### PROBLEM DETAILS
State only the number of lines below where the word "Option" is found.

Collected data
========
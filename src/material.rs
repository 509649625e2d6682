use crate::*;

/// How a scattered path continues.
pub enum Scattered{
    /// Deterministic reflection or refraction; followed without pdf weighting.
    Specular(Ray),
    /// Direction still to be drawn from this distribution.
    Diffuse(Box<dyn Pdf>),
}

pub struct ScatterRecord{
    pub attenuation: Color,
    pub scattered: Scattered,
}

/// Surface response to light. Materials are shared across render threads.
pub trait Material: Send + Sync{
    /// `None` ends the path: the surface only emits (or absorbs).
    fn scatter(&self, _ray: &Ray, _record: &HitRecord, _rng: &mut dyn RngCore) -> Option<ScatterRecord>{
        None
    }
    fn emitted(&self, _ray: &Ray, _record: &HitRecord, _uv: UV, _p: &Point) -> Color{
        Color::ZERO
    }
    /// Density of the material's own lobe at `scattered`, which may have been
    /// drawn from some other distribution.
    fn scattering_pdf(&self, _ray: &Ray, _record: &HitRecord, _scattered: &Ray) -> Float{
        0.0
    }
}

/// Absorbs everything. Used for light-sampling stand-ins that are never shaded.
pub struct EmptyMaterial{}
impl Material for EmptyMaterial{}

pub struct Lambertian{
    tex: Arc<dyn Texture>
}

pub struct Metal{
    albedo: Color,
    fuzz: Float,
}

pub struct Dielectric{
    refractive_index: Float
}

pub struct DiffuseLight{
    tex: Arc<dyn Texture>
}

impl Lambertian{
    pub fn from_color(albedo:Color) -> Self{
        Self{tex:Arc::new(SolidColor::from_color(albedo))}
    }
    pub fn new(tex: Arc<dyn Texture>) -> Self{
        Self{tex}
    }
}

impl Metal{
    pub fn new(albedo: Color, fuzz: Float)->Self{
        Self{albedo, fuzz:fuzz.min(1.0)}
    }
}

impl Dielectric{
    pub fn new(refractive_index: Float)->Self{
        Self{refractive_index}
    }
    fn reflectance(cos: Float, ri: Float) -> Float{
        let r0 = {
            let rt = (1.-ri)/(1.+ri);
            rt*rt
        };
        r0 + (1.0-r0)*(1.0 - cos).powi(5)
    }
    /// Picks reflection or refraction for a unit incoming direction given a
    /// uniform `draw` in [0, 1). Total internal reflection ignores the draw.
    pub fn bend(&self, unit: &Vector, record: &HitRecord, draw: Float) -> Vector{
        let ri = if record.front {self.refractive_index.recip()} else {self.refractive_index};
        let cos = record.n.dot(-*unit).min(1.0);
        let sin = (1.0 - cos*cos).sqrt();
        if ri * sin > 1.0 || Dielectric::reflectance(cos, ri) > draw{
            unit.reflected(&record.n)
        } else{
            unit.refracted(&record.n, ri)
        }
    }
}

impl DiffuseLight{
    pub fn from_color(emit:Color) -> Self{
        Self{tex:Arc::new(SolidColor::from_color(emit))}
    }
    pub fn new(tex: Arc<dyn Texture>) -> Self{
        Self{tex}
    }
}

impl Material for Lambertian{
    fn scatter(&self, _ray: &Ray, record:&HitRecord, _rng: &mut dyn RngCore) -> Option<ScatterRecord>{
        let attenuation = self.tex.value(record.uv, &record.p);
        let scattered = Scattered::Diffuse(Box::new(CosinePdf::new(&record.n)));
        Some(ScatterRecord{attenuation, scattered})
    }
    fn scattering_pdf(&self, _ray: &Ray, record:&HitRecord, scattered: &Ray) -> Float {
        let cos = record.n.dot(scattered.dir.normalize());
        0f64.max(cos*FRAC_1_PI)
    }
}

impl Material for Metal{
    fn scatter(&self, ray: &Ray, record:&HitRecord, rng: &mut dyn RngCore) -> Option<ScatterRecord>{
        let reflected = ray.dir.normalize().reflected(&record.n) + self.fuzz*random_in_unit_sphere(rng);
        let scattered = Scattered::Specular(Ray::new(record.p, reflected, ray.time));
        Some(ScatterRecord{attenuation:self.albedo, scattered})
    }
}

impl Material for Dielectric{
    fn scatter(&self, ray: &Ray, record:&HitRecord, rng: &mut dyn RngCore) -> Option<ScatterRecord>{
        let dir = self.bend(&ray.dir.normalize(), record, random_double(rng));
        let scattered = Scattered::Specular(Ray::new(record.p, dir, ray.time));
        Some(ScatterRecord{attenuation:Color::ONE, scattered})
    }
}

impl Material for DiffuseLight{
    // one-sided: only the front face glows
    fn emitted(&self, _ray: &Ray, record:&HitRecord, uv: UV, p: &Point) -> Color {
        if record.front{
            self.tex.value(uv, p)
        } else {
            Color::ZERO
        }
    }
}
========
### SOLUTION TO THIS PROBLEM
4